Теперь дела: оч[ень] благодарю за англ[ийские] письма. Вчера только что просмотрел весь 1-й выпуск Кр[уга] чт[ения], хотел просить вас поощрить Сытина, а вы сами это сделали. Пожалуйста, устыдите его. Это жалко.2 Если можно, отданное мною вам ваше же перо для починки, возвратите мне. Еще два дела есть. Я их передам словесно через кого-нибудь.3
Я почти ничего не делаю: письма,4 коректуры Ив[ана] Ив[ановича].5 Иногда думаю, что довольно, иногда хотелось бы. Как бог велит. Как вы? Напишите про себя и про Галю — ее здоровье.
Ну, прощайте, милый друг.
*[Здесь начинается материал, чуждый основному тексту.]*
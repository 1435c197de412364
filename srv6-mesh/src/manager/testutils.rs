use std::collections::BTreeMap;
use std::hash::Hash;
use std::net::{Ipv4Addr, Ipv6Addr};
use std::sync::atomic::{AtomicUsize, Ordering};
use std::sync::{Arc, Mutex};

use ipnet::Ipv4Net;
use k8s_openapi::apimachinery::pkg::apis::meta::v1::LabelSelector;
use srv6_mesh_common::{Behavior, BehaviorType, Sid, SidInfo, SidStructure};
use srv6_mesh_crds::v1alpha1::srv6egresspolicy::{SRv6EgressPolicy, SRv6EgressPolicySpec};
use srv6_mesh_crds::v1alpha1::srv6vrf::{EndpointSelector, SRv6VRF, SRv6VRFSpec, VRFRule};
use srv6_mesh_ebpf_common::{PolicyKey, SidKey, VrfKey};

use crate::bpf::BpfMap;
use crate::manager::allocator::{IpamAllocator, SidAllocator, SidManager, SidManagerSubscriber};
use crate::manager::endpoint::{Endpoint, EndpointId};
use crate::manager::signaler::BgpSignaler;
use crate::manager::{EgressPolicy, ManagerConfig, OWNER_NAME, Srv6Manager, Vrf, parser};
use crate::{Error, Result};

/// Fixed SIDs used across the manager tests.
pub(crate) const SID1: &str = "fd00:0:0:1::";
pub(crate) const SID2: &str = "fd00:0:1:1::";
pub(crate) const SID3: &str = "fd00:0:1:2::";

/// Shared in-memory stand-in for a kernel map. Counts writes so tests can
/// assert that an unchanged pass performs none.
pub(crate) struct FakeMap<K, V> {
    entries: Arc<Mutex<ahash::HashMap<K, V>>>,
    writes: Arc<AtomicUsize>,
}

impl<K, V> Clone for FakeMap<K, V> {
    fn clone(&self) -> Self {
        Self {
            entries: Arc::clone(&self.entries),
            writes: Arc::clone(&self.writes),
        }
    }
}

impl<K, V> FakeMap<K, V> {
    pub(crate) fn new() -> Self {
        Self {
            entries: Arc::new(Mutex::new(ahash::HashMap::default())),
            writes: Arc::new(AtomicUsize::new(0)),
        }
    }

    pub(crate) fn writes(&self) -> usize {
        self.writes.load(Ordering::SeqCst)
    }
}

impl<K: Eq + Hash + Clone, V: Clone> FakeMap<K, V> {
    pub(crate) fn state(&self) -> ahash::HashMap<K, V> {
        self.entries.lock().unwrap().clone()
    }
}

impl<K: Eq + Hash + Clone, V: Clone> BpfMap<K, V> for FakeMap<K, V> {
    fn update(&mut self, key: K, value: V) -> Result<()> {
        self.writes.fetch_add(1, Ordering::SeqCst);
        self.entries.lock().unwrap().insert(key, value);
        Ok(())
    }
    fn delete(&mut self, key: &K) -> Result<()> {
        self.writes.fetch_add(1, Ordering::SeqCst);
        self.entries.lock().unwrap().remove(key);
        Ok(())
    }
    fn get(&self, key: &K) -> Result<V> {
        self.entries
            .lock()
            .unwrap()
            .get(key)
            .cloned()
            .ok_or(Error::KeyNotExist)
    }
    fn get_state(&self) -> Result<ahash::HashMap<K, V>> {
        Ok(self.entries.lock().unwrap().clone())
    }
}

/// Always hands out one fixed SID.
pub(crate) struct FakeIpamAllocator {
    sid: Ipv6Addr,
    pub(crate) released: Mutex<Vec<Ipv6Addr>>,
}

impl FakeIpamAllocator {
    pub(crate) fn new(sid: Ipv6Addr) -> Self {
        Self {
            sid,
            released: Mutex::new(Vec::new()),
        }
    }

    pub(crate) fn released(&self) -> Vec<Ipv6Addr> {
        self.released.lock().unwrap().clone()
    }
}

impl IpamAllocator for FakeIpamAllocator {
    fn allocate_next(&self, _owner: &str) -> Result<Ipv6Addr> {
        Ok(self.sid)
    }
    fn release(&self, addr: Ipv6Addr) -> Result<()> {
        self.released.lock().unwrap().push(addr);
        Ok(())
    }
}

pub(crate) struct FakeSidAllocator {
    sid: Sid,
    behavior_type: BehaviorType,
    allocated: Vec<SidInfo>,
    pub(crate) released: Mutex<Vec<Ipv6Addr>>,
}

impl FakeSidAllocator {
    pub(crate) fn new(sid: Sid, behavior_type: BehaviorType) -> Self {
        Self::with_allocated(sid, behavior_type, Vec::new())
    }

    pub(crate) fn with_allocated(
        sid: Sid,
        behavior_type: BehaviorType,
        allocated: Vec<SidInfo>,
    ) -> Self {
        Self {
            sid,
            behavior_type,
            allocated,
            released: Mutex::new(Vec::new()),
        }
    }

    pub(crate) fn released(&self) -> Vec<Ipv6Addr> {
        self.released.lock().unwrap().clone()
    }
}

impl SidAllocator for FakeSidAllocator {
    fn behavior_type(&self) -> BehaviorType {
        self.behavior_type
    }
    fn allocate(
        &self,
        _addr: Ipv6Addr,
        owner: &str,
        metadata: &str,
        behavior: Behavior,
    ) -> Result<SidInfo> {
        Ok(SidInfo {
            owner: owner.to_string(),
            metadata: metadata.to_string(),
            sid: self.sid,
            behavior_type: self.behavior_type,
            behavior,
        })
    }
    fn allocate_next(&self, owner: &str, metadata: &str, behavior: Behavior) -> Result<SidInfo> {
        self.allocate(self.sid.addr(), owner, metadata, behavior)
    }
    fn release(&self, addr: Ipv6Addr) -> Result<()> {
        self.released.lock().unwrap().push(addr);
        Ok(())
    }
    fn allocated_sids(&self, _owner: &str) -> Vec<SidInfo> {
        self.allocated.clone()
    }
}

pub(crate) struct FakeSidManager {
    pools: Mutex<ahash::HashMap<String, Arc<dyn SidAllocator>>>,
}

impl FakeSidManager {
    pub(crate) fn new() -> Self {
        Self {
            pools: Mutex::new(ahash::HashMap::default()),
        }
    }

    pub(crate) fn insert_pool(&self, name: &str, allocator: Arc<dyn SidAllocator>) {
        self.pools
            .lock()
            .unwrap()
            .insert(name.to_string(), allocator);
    }

    pub(crate) fn remove_pool(&self, name: &str) {
        self.pools.lock().unwrap().remove(name);
    }
}

impl SidManager for FakeSidManager {
    fn manage_sid(
        &self,
        pool: &str,
        f: &mut dyn FnMut(&dyn SidAllocator) -> Result<bool>,
    ) -> Result<()> {
        let allocator = {
            let pools = self.pools.lock().unwrap();
            let Some(allocator) = pools.get(pool) else {
                return Err(Error::PoolMissing(pool.to_string()));
            };
            allocator.clone()
        };
        f(allocator.as_ref())?;
        Ok(())
    }

    fn subscribe(
        &self,
        _subscriber_name: &str,
        subscriber: Arc<dyn SidManagerSubscriber>,
        done: Box<dyn FnOnce() + Send>,
    ) {
        let pools: Vec<_> = self
            .pools
            .lock()
            .unwrap()
            .iter()
            .map(|(name, allocator)| (name.clone(), allocator.clone()))
            .collect();
        for (name, allocator) in pools {
            subscriber.on_add_locator(&name, allocator);
        }
        done();
    }
}

pub(crate) struct CountingSignaler {
    events: AtomicUsize,
}

impl CountingSignaler {
    pub(crate) fn new() -> Self {
        Self {
            events: AtomicUsize::new(0),
        }
    }

    pub(crate) fn events(&self) -> usize {
        self.events.load(Ordering::SeqCst)
    }
}

impl BgpSignaler for CountingSignaler {
    fn event(&self) {
        self.events.fetch_add(1, Ordering::SeqCst);
    }
}

pub(crate) type TestManager = Srv6Manager<
    FakeMap<VrfKey, srv6_mesh_ebpf_common::VrfValue>,
    FakeMap<PolicyKey, srv6_mesh_ebpf_common::PolicyValue>,
    FakeMap<SidKey, srv6_mesh_ebpf_common::SidValue>,
>;

pub(crate) struct TestHarness {
    pub(crate) manager: TestManager,
    pub(crate) vrf_map: FakeMap<VrfKey, srv6_mesh_ebpf_common::VrfValue>,
    pub(crate) policy_map: FakeMap<PolicyKey, srv6_mesh_ebpf_common::PolicyValue>,
    pub(crate) sid_map: FakeMap<SidKey, srv6_mesh_ebpf_common::SidValue>,
    pub(crate) signaler: Arc<CountingSignaler>,
    pub(crate) ipam: Arc<FakeIpamAllocator>,
}

impl TestHarness {
    pub(crate) fn reconcile(&self) {
        self.manager.reconcile_pass();
    }

    pub(crate) fn total_writes(&self) -> usize {
        self.vrf_map.writes() + self.policy_map.writes() + self.sid_map.writes()
    }
}

/// A manager that is past both startup latches, backed by fake maps and the
/// fixed-SID default allocator.
pub(crate) fn harness() -> TestHarness {
    let h = bare_harness(true);
    h.manager.set_sid_allocator(h.ipam.clone());
    h.manager.set_synced();
    h
}

/// A manager before cache sync and allocator installation.
pub(crate) fn bare_harness(enable_srv6: bool) -> TestHarness {
    let vrf_map = FakeMap::new();
    let policy_map = FakeMap::new();
    let sid_map = FakeMap::new();
    let signaler = Arc::new(CountingSignaler::new());
    let ipam = Arc::new(FakeIpamAllocator::new(addr6(SID2)));
    let manager = Srv6Manager::new(
        ManagerConfig { enable_srv6 },
        vrf_map.clone(),
        policy_map.clone(),
        sid_map.clone(),
        signaler.clone(),
    );
    TestHarness {
        manager,
        vrf_map,
        policy_map,
        sid_map,
        signaler,
        ipam,
    }
}

pub(crate) fn addr6(addr: &str) -> Ipv6Addr {
    addr.parse().unwrap()
}

pub(crate) fn test_sid(addr: &str) -> Sid {
    Sid::new(addr6(addr), SidStructure::new(32, 16, 16, 0).unwrap())
}

pub(crate) fn endpoint1() -> Endpoint {
    let mut labels = BTreeMap::new();
    labels.insert("vrf".to_string(), "vrf0".to_string());
    Endpoint {
        id: EndpointId {
            namespace: "default".into(),
            name: "pod1".into(),
        },
        labels,
        ips: vec![Ipv4Addr::new(10, 0, 0, 1)],
        identity: Some(1000),
    }
}

pub(crate) fn pod_selector(key: &str, value: &str) -> EndpointSelector {
    let mut match_labels = BTreeMap::new();
    match_labels.insert(key.to_string(), value.to_string());
    EndpointSelector {
        pod_selector: Some(LabelSelector {
            match_labels: Some(match_labels),
            match_expressions: None,
        }),
    }
}

fn base_vrf_spec() -> SRv6VRFSpec {
    SRv6VRFSpec {
        vrf_id: 1,
        export_route_target: None,
        locator_pool_ref: None,
        rules: vec![VRFRule {
            selectors: vec![pod_selector("vrf", "vrf0")],
            destination_cidrs: vec!["0.0.0.0/0".into()],
        }],
    }
}

/// Parse a VRF fixture through the real parser, with the spec adjusted by
/// the caller.
pub(crate) fn vrf_named(name: &str, adjust: impl FnOnce(&mut SRv6VRFSpec)) -> Vrf {
    let mut spec = base_vrf_spec();
    adjust(&mut spec);
    parser::parse_vrf(&SRv6VRF::new(name, spec)).unwrap()
}

pub(crate) fn vrf0() -> Vrf {
    vrf_named("vrf0", |_| {})
}

pub(crate) fn vrf0_with(adjust: impl FnOnce(&mut SRv6VRFSpec)) -> Vrf {
    vrf_named("vrf0", adjust)
}

pub(crate) fn policy0() -> EgressPolicy {
    parser::parse_policy(&SRv6EgressPolicy::new(
        "policy0",
        SRv6EgressPolicySpec {
            vrf_id: 1,
            destination_cidrs: vec!["10.0.0.0/24".into()],
            destination_sid: SID1.into(),
        },
    ))
    .unwrap()
}

pub(crate) fn restored_info(metadata: &str, sid_addr: &str) -> SidInfo {
    SidInfo {
        owner: OWNER_NAME.to_string(),
        metadata: metadata.to_string(),
        sid: test_sid(sid_addr),
        behavior_type: BehaviorType::Base,
        behavior: Behavior::EndDT4,
    }
}

pub(crate) fn vrf_key(ip: &str, cidr: &str) -> VrfKey {
    let ip: Ipv4Addr = ip.parse().unwrap();
    let net: Ipv4Net = cidr.parse().unwrap();
    VrfKey::new(ip, net.network(), net.prefix_len())
}

pub(crate) fn policy_key(vrf_id: u32, cidr: &str) -> PolicyKey {
    let net: Ipv4Net = cidr.parse().unwrap();
    PolicyKey::new(vrf_id, net.network(), net.prefix_len())
}

pub(crate) fn sid_key(addr: &str) -> SidKey {
    SidKey::new(addr6(addr))
}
Будем переписываться.
Л. Т.
Ответ на письмо Черткова от 27 июля, в котором он утверждал, что все сцены, происходившие в последние недели в Ясной Поляне, имеют одну определенную цель.
«Цель же,— пишет Чертков,— состояла и состоит и том, чтобы, удалив от вас меня, а если возможно и Сашу, путем неотступного совместного давления выпытать от вас или узнать из ваших дневников и бумаг, написали ли вы какое-нибудь завещание, лишающее ваших семейных вашего литературного наследства; если не написали, то путем неотступного наблюдения над вами до вашей смерти помешать вам это сделать; а если написали, то не отпускать вас никуда, пока не успеют пригласить черносотенных врачей, которые признали бы вас впавшим в старческое слабоумие для того, чтобы лишить значения ваше завещание».